Lo que en un principio era una imagen indefinida, termina siendo un espejo donde se reflejan los recuerdos de la infancia, las travesuras de la juventud y algunas desventuras y desencantos que, por suerte, no alcanzan mayoría.
Ahí, en esa foto, está una parte de mi historia: amigos, hermanos, mi viejo y mi madre, que, por azares del destino, quedan circunscritos al marco de esta fotografía. Ahí han escrito los capítulos de su vida, con alguna que otra hebra que sale de cuadro, de vez en cuando.
Dentro del marco de esta foto, en la tierra que se delimita, se guarda el presente y el pasado.

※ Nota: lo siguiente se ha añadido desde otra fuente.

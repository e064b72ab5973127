// src/models/auth.rs

use serde::{Deserialize, Serialize};
use utoipa::ToSchema;
use validator::Validate;

// Perfis que a API conhece. Qualquer coisa diferente de "admin" é tratada como cliente.
#[derive(Debug, Clone, Copy, Default, PartialEq, Eq, Serialize, Deserialize, ToSchema)]
#[serde(rename_all = "lowercase")]
pub enum Role {
    Admin,
    #[default]
    #[serde(other)]
    Cliente,
}

impl Role {
    pub fn as_str(&self) -> &'static str {
        match self {
            Role::Admin => "admin",
            Role::Cliente => "cliente",
        }
    }

    // Rótulo mostrado nas telas de login/reset
    pub fn profile_label(&self) -> &'static str {
        match self {
            Role::Admin => "Administrativo",
            Role::Cliente => "Cliente",
        }
    }
}

/// Identidade da aba. Token vazio significa "não autenticado".
#[derive(Debug, Clone, Default, PartialEq, Serialize, Deserialize)]
pub struct Session {
    #[serde(default)]
    pub token: String,
    #[serde(default)]
    pub role: Role,
    #[serde(default)]
    pub name: String,
    #[serde(default)]
    pub email: String,
    #[serde(default)]
    pub cnpj: Option<String>,
}

impl Session {
    pub fn anonymous() -> Self {
        Self::default()
    }

    pub fn is_authenticated(&self) -> bool {
        !self.token.is_empty()
    }

    pub fn is_admin(&self) -> bool {
        self.role == Role::Admin
    }
}

// --- Formulários (browser -> BFF) ---

// A checagem de login é feita à mão depois do trim, igual ao formulário.
#[derive(Debug, Deserialize, ToSchema)]
pub struct LoginPayload {
    #[serde(default)]
    #[schema(example = "admin@inovatech.com.br")]
    pub email: String,
    #[serde(default)]
    pub password: String,
}

#[derive(Debug, Default, Deserialize)]
pub struct LoginQuery {
    pub role: Option<Role>,
    pub next: Option<String>,
}

#[derive(Debug, Deserialize, Validate, ToSchema)]
#[serde(rename_all = "camelCase")]
pub struct SignupPayload {
    #[serde(default)]
    pub role: Role,

    #[validate(length(min = 1, message = "Preencha nome, e-mail e senha."))]
    #[serde(default)]
    pub nome: String,

    #[validate(email(message = "O e-mail fornecido é inválido."))]
    #[serde(default)]
    pub email: String,

    #[validate(length(min = 6, message = "Senha muito curta (mínimo 6)."))]
    #[serde(default)]
    pub senha: String,

    #[validate(must_match(other = "senha", message = "Confirmação de senha não confere."))]
    #[serde(default)]
    pub confirmacao: String,

    pub cnpj: Option<String>,
    pub admin_code: Option<String>,
}

impl SignupPayload {
    pub fn normalized(mut self) -> Self {
        self.nome = self.nome.trim().to_string();
        self.email = self.email.trim().to_lowercase();
        self.senha = self.senha.trim().to_string();
        self.confirmacao = self.confirmacao.trim().to_string();
        self
    }
}

#[derive(Debug, Deserialize, Validate, ToSchema)]
pub struct ResetPasswordPayload {
    #[validate(email(message = "E-mail inválido."))]
    #[serde(default)]
    pub email: String,

    #[validate(length(min = 6, message = "Senha muito curta (mín. 6)."))]
    #[serde(default)]
    pub password: String,

    #[validate(must_match(other = "password", message = "As senhas não conferem."))]
    #[serde(default)]
    pub confirmacao: String,
}

impl ResetPasswordPayload {
    pub fn normalized(mut self) -> Self {
        self.email = self.email.trim().to_lowercase();
        self.password = self.password.trim().to_string();
        self.confirmacao = self.confirmacao.trim().to_string();
        self
    }
}

#[derive(Debug, Default, Deserialize)]
pub struct RoleQuery {
    pub role: Option<Role>,
}

// --- Contrato da API da InovaTech ---

#[derive(Debug, Serialize)]
pub struct LoginRequest<'a> {
    pub email: &'a str,
    pub password: &'a str,
}

#[derive(Debug, Deserialize)]
pub struct LoginResponse {
    pub token: String,
    #[serde(default)]
    pub role: Role,
    pub name: Option<String>,
    pub cnpj: Option<String>,
}

#[derive(Debug, Serialize)]
#[serde(rename_all = "camelCase")]
pub struct SignupRequest {
    pub role: Role,
    pub nome: String,
    pub email: String,
    pub senha: String,
    #[serde(skip_serializing_if = "Option::is_none")]
    pub cnpj: Option<String>,
    #[serde(skip_serializing_if = "Option::is_none")]
    pub admin_code: Option<String>,
}

#[derive(Debug, Serialize)]
pub struct ResetRequest<'a> {
    pub email: &'a str,
    pub password: &'a str,
}

#[derive(Debug, Default, Deserialize)]
pub struct OkResponse {
    #[serde(default)]
    pub ok: bool,
    pub error: Option<String>,
}

// --- Respostas do BFF ---

#[derive(Debug, Serialize, ToSchema)]
#[serde(rename_all = "camelCase")]
pub struct LoginView {
    pub role: Role,
    pub profile: String,
}

#[derive(Debug, PartialEq, Serialize, ToSchema)]
#[serde(rename_all = "camelCase")]
pub struct LoginOutcome {
    pub redirect_to: String,
    #[serde(skip_serializing_if = "Option::is_none")]
    pub warning: Option<String>,
}

// Resposta de fluxos que terminam voltando ao login (cadastro, reset)
#[derive(Debug, Serialize, ToSchema)]
#[serde(rename_all = "camelCase")]
pub struct FlowOutcome {
    pub message: String,
    pub redirect_to: String,
}

#[derive(Debug, Serialize, ToSchema)]
pub struct ProfileView {
    pub name: String,
    pub email: String,
    pub role: Role,
    pub cnpj: Option<String>,
}

impl From<&Session> for ProfileView {
    fn from(session: &Session) -> Self {
        Self {
            name: session.name.clone(),
            email: session.email.clone(),
            role: session.role,
            cnpj: session.cnpj.clone(),
        }
    }
}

El capitán Don Francisco María Espino y su pelotón fusilaron a un francés: el Conde Gastón de Raousset Boulbon, pues, los intereses de éste último ponían en riesgo la integridad del territorio que ahí aparece (que raro se ve desde arriba).
Por otra parte, ver la foto y afirmar que esa tierra es un bastión partidista suena estúpido y fuera de contexto. Y surge también la pregunta ¿es el humano mayoría en esta esfera que nos da vida?. Lo que se ve de afuera es tierra y mar; no hay líneas en el mapa, ni parece existir un primer mundo, menos un tercero. Desde arriba todo se ve más sencillo y coherente. Un solo mundo, silencioso y sin ostentosas manifestaciones de vida.
Viendo esta imagen pienso también en la cristalización de las ideas. Una perspectiva distinta -en este caso desde arriba-, nos ofrece una reconexión con la realidad. La oportunidad de ver, literalmente, las cosas desde otro ángulo. Estamos unidos al mundo, al planeta. Mientras Europa libra el reto de unificarse, sin que ello implique la pérdida de sus costumbres, nosotros vivimos separados por la línea imaginaria de nuestras ideas, sin atrevernos a ir más allá de los límites de la historia. Queremos moldear el presente sin rebasar los límites del pasado, que se caracterizaba por circunstancias distintas (locales y mundiales). Nos cuesta trabajo abdicar a la monarquía de las ideas, como si éstas fueran en verdad de carácter vitalicio. Boicoteamos la posibilidad de rediseñar un nuevo mapa del futuro, pues, para lograrlo se requiere explorar nuevas concepciones y ello pareciera implicar una renuncia del pasado. Pero en realidad, esa expansión de la conciencia colectiva no implica una renuncia o suplantación, implica extender los límites de nuestras ideas.
Quien mira con calma, con detenimiento, descubre que el de la foto es un fragmento de la esfera de la vida; de la historia entera; de todas las vidas. Quien logra mirarla con la tranquilidad que da la distancia, puede dimensionar su lugar en esta gran casa. Somos una hebra más en la policromática e inconmensurable urdimbre de la vida. Un vital pulso, con poca conciencia del cuerpo que nos da vida.